James tapped his foot on the hardwood floor. He looked around him at the warm, plumped-up sofa and the leather chair in the corner. This dorm room was nicer than his house.
“Do you think you need to go to the hospital?” he asked.
She shook her head. “I’m fine now.”
They gave her a waiver to sign. James told her to lie down, relax, have a glass of water and some food.
“When will your roommates be back?” he asked.
“They’re gone for the holidays,” she said.
He wondered why neither of them had invited her, when she was clearly so far from home. It was irrational, but for an instant he thought of inviting her over to his house. And though it was really none of his business, he asked, “Do you have plans for Christmas?”
She nodded. “I’ll be with friends tomorrow.”
Maurice, James, and the cop made their way back outside. A light snow had started to fall. It was already sticking to the grass and the windshield.
“So basically she took a hundred-degree shower when she had low blood sugar and was surprised when she felt dizzy,” the cop said. “These Harvard kids kill me.”
James thought that maybe she had just felt lonely. They met enough people like that on the job, though most of them were either elderly or nuts.
“Last Friday a girl in this same dorm had to be intubated because she drank so much her airways stopped working,” the cop said.

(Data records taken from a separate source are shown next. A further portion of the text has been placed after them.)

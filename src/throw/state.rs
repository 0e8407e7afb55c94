//! Drag-gesture state: the pointer abstraction and the hold-to-throw state
//! machine.
//!
//! Mouse and touch input are normalised into [`PointerState`] before any drag
//! logic runs, so the drag systems have a single input source and can be
//! exercised headlessly in tests.  The drag itself is an explicit two-state
//! machine ([`DragState`]) whose session data travels with the state — there
//! are no per-frame closures capturing stale flags.

use bevy::prelude::*;

// ── Pointer abstraction ───────────────────────────────────────────────────────

/// Unified pointer input for the current frame, fed by the mouse and touch
/// normalisation systems.
///
/// `position` keeps the last known screen-space position even on frames where
/// the device reports none (e.g. the release frame of a touch), so a release
/// can always complete.
#[derive(Resource, Debug, Default, Clone, Copy)]
pub struct PointerState {
    /// Latest screen-space position, if any input device has reported one.
    pub position: Option<Vec2>,
    /// A button/contact is currently held.
    pub pressed: bool,
    /// Went down this frame.
    pub just_pressed: bool,
    /// Went up this frame.
    pub just_released: bool,
}

// ── Drag session ──────────────────────────────────────────────────────────────

/// One instantaneous drag velocity sample, in world units per second.
/// Only the horizontal plane matters — the held ball never leaves it.
#[derive(Debug, Clone, Copy, PartialEq)]
pub struct VelocitySample {
    pub vx: f32,
    pub vz: f32,
    /// App time the sample was taken, in seconds.
    pub at: f32,
}

/// Transient state while a pointer holds a ball.
///
/// Created on a successful grab, destroyed at release.  `history` holds the
/// most recent per-frame velocity samples, oldest first, capped by the
/// configured length.
#[derive(Debug, Clone)]
pub struct DragSession {
    /// The ball entity being held.
    pub ball: Entity,
    /// Drag-plane position where the grab landed.
    pub start_world: Vec3,
    /// Drag-plane position as of the previous frame.
    pub last_world: Vec3,
    /// Recent velocity samples, oldest → newest.
    pub history: Vec<VelocitySample>,
    /// App time of the previous position update, in seconds.
    pub last_time: f32,
}

impl DragSession {
    pub fn new(ball: Entity, world: Vec3, now: f32) -> Self {
        Self {
            ball,
            start_world: world,
            last_world: world,
            history: Vec::new(),
            last_time: now,
        }
    }

    /// Append a sample, evicting the oldest once `cap` entries are held.
    pub fn push_sample(&mut self, sample: VelocitySample, cap: usize) {
        self.history.push(sample);
        if self.history.len() > cap {
            self.history.remove(0);
        }
    }
}

// ── Drag state machine ────────────────────────────────────────────────────────

/// The hold-to-throw state machine: `Idle` ↔ `Dragging`.
///
/// Move and release systems are no-ops in `Idle`, which makes stray pointer
/// events (or a release delivered twice) harmless.
#[derive(Resource, Debug, Default)]
pub enum DragState {
    #[default]
    Idle,
    Dragging(DragSession),
}

impl DragState {
    pub fn is_dragging(&self) -> bool {
        matches!(self, DragState::Dragging(_))
    }
}

#[cfg(test)]
mod tests {
    use super::*;

    #[test]
    fn history_evicts_oldest_at_cap() {
        let mut session = DragSession::new(Entity::PLACEHOLDER, Vec3::ZERO, 0.0);
        for k in 0..7 {
            session.push_sample(
                VelocitySample {
                    vx: k as f32,
                    vz: 0.0,
                    at: k as f32 * 0.016,
                },
                5,
            );
        }
        assert_eq!(session.history.len(), 5);
        // Samples 0 and 1 were evicted; the newest survives at the tail.
        assert_eq!(session.history[0].vx, 2.0);
        assert_eq!(session.history[4].vx, 6.0);
    }

    #[test]
    fn idle_is_default_and_not_dragging() {
        let state = DragState::default();
        assert!(!state.is_dragging());
    }
}
//! Skeelane game library
//!
//! A carnival skee-ball lane: drag a ball across the staging floor and fling
//! it up a sloped board studded with scoring holes.  Gesture capture, launch
//! physics, hole detection, and bounce audio are built on Bevy and Rapier.

pub mod audio;
pub mod ball;
pub mod config;
pub mod constants;
pub mod error;
pub mod graphics;
pub mod lane;
pub mod menu;
pub mod rendering;
pub mod round;
pub mod scoring;
pub mod throw;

Maurice nodded. “Otherwise known as your average Friday night.”
“Man, I hate those kids,” the guy went on. “Do you know what they chant at basketball games against UMass? ‘Safety school.’ That’s their idea of an insult. Faggots.” He shook his head. “Anyway. Have a good one.”
Back in the truck, James leaned over and opened the glove compartment. He took out the bottle of Advil and shook three pills into his hand, making a mental note: that made six so far today. He swallowed them down, and then turned toward Elsie’s.
A minute later, they heard the familiar sound of Nona calling: “P-four.”
“Shit,” Maurice said.
James reached for the radio. Before he picked it up, he said, “By the time you get that cheeseburger, it may actually be a time of day when it’s no longer totally fucking disgusting to eat a cheeseburger.”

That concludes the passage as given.